SEC Charges GTT Communications for Disclosure Failures

The Securities and Exchange Commission (SEC) has taken action against GTT Communications, Inc., alleging the company’s failure to disclose crucial information regarding unsupported adjustments made in its Commission filings. These adjustments significantly inflated GTT’s reported operating income by a minimum of 15 percent over three quarters spanning from 2019 through 2020. In a notable gesture, the SEC’s order acknowledges GTT’s prompt self-reporting, affirmative remedial measures, and substantial cooperation, leading to the decision not to impose a civil penalty against the company.

The SEC’s order outlines that GTT, after experiencing substantial growth driven by a series of acquisitions since 2017, encountered difficulties reconciling data generated by two pivotal operational systems. Over time, these systems displayed a persistent disparity between actual expenses, as reflected in invoices from vendors, and the company’s anticipated expenses. GTT found itself unable to reconcile these discrepancies and recognized its deficiency in essential information needed to accurately record and report certain expenses. Despite this, the SEC’s order reveals that GTT proceeded to make unsupported adjustments exceeding $35 million. These adjustments effectively reduced its reported cost-of-revenue, thereby inflating its reported operating income. Importantly, GTT failed to disclose material facts concerning these adjustments.
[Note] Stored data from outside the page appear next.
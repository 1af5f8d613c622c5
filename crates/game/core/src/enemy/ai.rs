//! Enemy decisions (on the think tick) and per-frame animation and walking.
use crate::combat::{DamageRoll, roll_damage, roll_hit};
use crate::config::{EnemyConfig, FalloffRange};
use crate::env::RngSource;
use crate::geometry::Vec2;

use super::{Enemy, EnemyState};

/// What happened to an enemy during one [`Enemy::process`] call.
#[derive(Clone, Copy, Debug, Default, PartialEq, Eq)]
pub struct ProcessEvents {
    pub started_shooting: bool,
    pub entered_pain: bool,
    pub died: bool,
}

impl EnemyConfig {
    /// Distance band for the enemy's shoot decision.
    pub fn falloff(&self) -> FalloffRange {
        FalloffRange::new(3.0, self.attack_range + 1.0)
    }
}

impl Enemy {
    /// Displacement the enemy wants to make this frame, `None` when not walking.
    ///
    /// The world checks it after [`Enemy::process`] and reports back through
    /// [`Enemy::block_walk`] before calling [`Enemy::walk`].
    pub fn proposed_step(&self, dt: f32, config: &EnemyConfig) -> Option<Vec2> {
        if !self.walking || self.is_dead() {
            return None;
        }
        let step = config.move_speed * dt;
        let remaining = self.destination - self.position;
        if remaining.length_squared() <= step * step {
            Some(remaining)
        } else {
            Some(Vec2::from_angle(self.angle) * step)
        }
    }

    /// Advances timers and animation by `dt`, thinking when the think
    /// interval has elapsed. Movement happens separately in [`Enemy::walk`].
    pub fn process<R>(&mut self, dt: f32, player: Vec2, config: &EnemyConfig, rng: &mut R) -> ProcessEvents
    where
        R: RngSource + ?Sized,
    {
        let mut events = ProcessEvents::default();
        if self.finished {
            return events;
        }

        if self.is_dead() && self.state != EnemyState::Dead {
            self.walking = false;
            self.set_state(EnemyState::Dead, true);
            events.died = true;
        }

        self.update_octant(player);

        if !self.locked {
            self.think_timer += dt;
        }
        if self.think_timer > config.think_interval {
            self.think_timer = 0.0;
            let before = self.state;
            self.think(player, config, rng);
            if self.state != before {
                events.started_shooting = self.state == EnemyState::Shoot;
                events.entered_pain = self.state == EnemyState::Pain;
            }
        }

        self.animate(dt, config, rng);
        events
    }

    fn think<R>(&mut self, player: Vec2, config: &EnemyConfig, rng: &mut R)
    where
        R: RngSource + ?Sized,
    {
        if self.locked {
            return;
        }

        if self.just_damaged {
            self.just_damaged = false;
            if rng.chance_one_in(config.pain_chance_divisor) {
                self.walking = false;
                self.set_state(EnemyState::Pain, true);
                return;
            }
        }

        let distance = self.position.distance(player);
        let in_range = distance <= config.attack_range;
        if self.can_see_player && in_range && roll_hit(config.accuracy, distance, config.falloff(), rng) {
            self.walking = false;
            self.set_state(EnemyState::Shoot, true);
            return;
        }

        if self.can_see_player || self.alerted {
            if !self.walking {
                self.plan_walk(player, distance, config, rng);
            }
            return;
        }

        self.set_state(EnemyState::Idle, false);
    }

    /// Heads toward the player with a bounded random error, one segment at a time.
    fn plan_walk<R>(&mut self, player: Vec2, distance: f32, config: &EnemyConfig, rng: &mut R)
    where
        R: RngSource + ?Sized,
    {
        if distance < config.min_approach {
            return;
        }
        let error = (rng.unit_f32() * 2.0 - 1.0) * config.walk_angle_error;
        let heading = (player - self.position).angle() + error;
        let length = distance.min(config.walk_segment);
        self.destination = self.position + Vec2::from_angle(heading) * length;
        self.angle = crate::geometry::normalize_angle(heading);
        self.walking = true;
        self.set_state(EnemyState::Walk, true);
    }

    fn animate<R>(&mut self, dt: f32, config: &EnemyConfig, rng: &mut R)
    where
        R: RngSource + ?Sized,
    {
        if self.state == EnemyState::Idle {
            self.frame_index = 0;
            self.frame_time = 0.0;
            return;
        }

        self.frame_time += dt;
        while self.frame_time > config.frame_duration {
            self.frame_time -= config.frame_duration;
            let count = self.state.frames().len();
            self.frame_index = (self.frame_index + 1) % count;
            if self.frame_index + 1 != count {
                continue;
            }

            match self.state {
                EnemyState::Dead => {
                    self.finished = true;
                    self.locked = true;
                    tracing::debug!(enemy = self.id.0, "death animation finished");
                    return;
                }
                EnemyState::Shoot => {
                    self.pending_damage = roll_damage(
                        DamageRoll::Spread {
                            base: config.base_damage,
                            spread: config.damage_spread,
                        },
                        rng,
                    );
                    self.finish_action();
                    return;
                }
                EnemyState::Pain => {
                    self.finish_action();
                    return;
                }
                EnemyState::Walk if !self.walking => {
                    self.locked = false;
                    self.think_timer = 0.0;
                    self.frame_time = 0.0;
                }
                _ => {}
            }
        }
    }

    fn finish_action(&mut self) {
        self.think_timer = 0.0;
        self.set_state(EnemyState::Idle, false);
    }

    /// Takes the step from [`Enemy::proposed_step`]. Only call it once that
    /// step has been checked; a blocked step has already stopped the walk.
    pub fn walk(&mut self, dt: f32, config: &EnemyConfig) {
        let Some(step) = self.proposed_step(dt, config) else {
            return;
        };
        let reach = config.move_speed * dt;
        if self.position.distance_squared(self.destination) <= reach * reach {
            self.position = self.destination;
            self.walking = false;
            self.set_state(EnemyState::Idle, false);
        } else {
            self.position += step;
        }
    }
}

#[cfg(test)]
mod tests {
    use super::*;
    use crate::collision::Probe;
    use crate::enemy::EnemyId;
    use crate::env::ScriptedRng;
    use crate::sprite::SpriteId;

    fn config() -> EnemyConfig {
        EnemyConfig::default()
    }

    fn enemy_at(x: f32, y: f32) -> Enemy {
        Enemy::new(EnemyId(0), SpriteId(0), Vec2::new(x, y), 0.0, &config())
    }

    /// Runs `process` until the think timer just crosses its interval.
    fn think_once(enemy: &mut Enemy, player: Vec2, rng: &mut ScriptedRng) -> ProcessEvents {
        enemy.process(config().think_interval - 0.01, player, &config(), rng);
        enemy.process(0.02, player, &config(), rng)
    }

    #[test]
    fn unaware_enemy_idles() {
        let mut enemy = enemy_at(2.5, 2.5);
        let mut rng = ScriptedRng::new([1]);
        think_once(&mut enemy, Vec2::new(6.5, 2.5), &mut rng);
        assert_eq!(enemy.state(), EnemyState::Idle);
        assert!(!enemy.is_walking());
    }

    #[test]
    fn visible_player_in_range_draws_fire() {
        let mut enemy = enemy_at(2.5, 2.5);
        enemy.set_can_see_player(true);
        // Non-zero draw passes the shoot roll.
        let mut rng = ScriptedRng::new([1]);
        let events = think_once(&mut enemy, Vec2::new(6.5, 2.5), &mut rng);
        assert!(events.started_shooting);
        assert_eq!(enemy.state(), EnemyState::Shoot);
        assert!(enemy.is_locked());
    }

    #[test]
    fn finished_shot_rolls_damage_once() {
        let mut enemy = enemy_at(2.5, 2.5);
        enemy.set_can_see_player(true);
        let mut rng = ScriptedRng::new([1]);
        think_once(&mut enemy, Vec2::new(6.5, 2.5), &mut rng);

        let frame = config().frame_duration;
        let mut damage = 0;
        for _ in 0..4 {
            enemy.process(frame + 0.001, Vec2::new(6.5, 2.5), &config(), &mut rng);
            damage += enemy.take_pending_damage();
        }
        assert!((5..=11).contains(&damage));
        assert_eq!(enemy.state(), EnemyState::Idle);
        assert!(!enemy.is_locked());
    }

    #[test]
    fn alerted_enemy_walks_toward_player() {
        let mut enemy = enemy_at(2.5, 2.5);
        enemy.alert();
        // unit_f32 of this value is ~0.5 -> no angular error
        let mut rng = ScriptedRng::new([1u32 << 31]);
        think_once(&mut enemy, Vec2::new(10.5, 2.5), &mut rng);
        assert_eq!(enemy.state(), EnemyState::Walk);
        assert!(enemy.is_walking());
        let dest = enemy.destination();
        assert!((dest.x - 4.5).abs() < 1e-3);
        assert!((dest.y - 2.5).abs() < 1e-3);
    }

    #[test]
    fn close_enough_stops_approaching() {
        let mut enemy = enemy_at(2.5, 2.5);
        enemy.alert();
        let mut rng = ScriptedRng::new([1u32 << 31]);
        think_once(&mut enemy, Vec2::new(4.5, 2.5), &mut rng);
        assert!(!enemy.is_walking());
    }

    #[test]
    fn walking_arrives_and_snaps() {
        let mut enemy = enemy_at(2.5, 2.5);
        enemy.alert();
        let mut rng = ScriptedRng::new([1u32 << 31]);
        let player = Vec2::new(10.5, 2.5);
        think_once(&mut enemy, player, &mut rng);

        for _ in 0..30 {
            if let Some(step) = enemy.proposed_step(0.1, &config()) {
                assert!(step.length() <= 0.1 + 1e-5);
            }
            enemy.process(0.1, player, &config(), &mut rng);
            enemy.walk(0.1, &config());
            if !enemy.is_walking() {
                break;
            }
        }
        assert_eq!(enemy.position, enemy.destination());
    }

    #[test]
    fn blocked_walk_holds_position_and_unlocks() {
        let mut enemy = enemy_at(2.5, 2.5);
        enemy.alert();
        let mut rng = ScriptedRng::new([1u32 << 31]);
        let player = Vec2::new(10.5, 2.5);
        think_once(&mut enemy, player, &mut rng);
        let before = enemy.position;

        enemy.block_walk(Probe::Wall);
        enemy.process(0.05, player, &config(), &mut rng);
        enemy.walk(0.05, &config());
        assert_eq!(enemy.position, before);
        assert_eq!(enemy.state(), EnemyState::Walk);
        assert!(!enemy.is_locked());
        assert!(!enemy.is_walking());
    }

    #[test]
    fn death_is_forced_and_final() {
        let mut enemy = enemy_at(2.5, 2.5);
        let mut rng = ScriptedRng::new([1]);
        enemy.take_damage(500);
        let events = enemy.process(0.01, Vec2::new(6.5, 2.5), &config(), &mut rng);
        assert!(events.died);
        assert_eq!(enemy.state(), EnemyState::Dead);

        for _ in 0..10 {
            enemy.process(config().frame_duration + 0.001, Vec2::new(6.5, 2.5), &config(), &mut rng);
        }
        assert!(enemy.is_finished());
        assert_eq!(enemy.current_frame(), 13);
    }

    #[test]
    fn pain_interrupts_when_roll_passes() {
        let mut enemy = enemy_at(2.5, 2.5);
        enemy.take_damage(10);
        // 0 % 3 == 0 -> pain
        let mut rng = ScriptedRng::new([0]);
        let events = think_once(&mut enemy, Vec2::new(20.5, 2.5), &mut rng);
        assert!(events.entered_pain);
        assert_eq!(enemy.state(), EnemyState::Pain);
    }
}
In December 2020, GTT disclosed the unreliability of previously issued consolidated financial statements and initiated an internal investigation. Upon discovering the issues related to costs, GTT took measures to rectify its accounting and financial reporting problems. The company also voluntarily self-reported the ongoing internal investigation to the SEC and cooperated extensively with the SEC’s staff during the investigation.

Mark Cave, Associate Director of the Division of Enforcement, emphasized GTT’s proactive approach, stating, “At a time when it was still evaluating the nature and impact of the accounting issues it had identified, GTT self-reported to the SEC and followed up by providing substantial cooperation throughout our investigation while taking significant steps to address the shortcomings in its processes. The SEC recognized GTT’s timely self-report, cooperation, and remediation in its decision not to impose a monetary penalty on the company.”

The SEC’s order states that GTT violated antifraud provisions outlined in the Securities Act of 1933, along with specific reporting, record-keeping, and internal control provisions embedded in federal securities laws. Without admitting or denying the SEC’s findings, GTT has consented to a cease-and-desist order, agreeing to refrain from further violations of securities laws.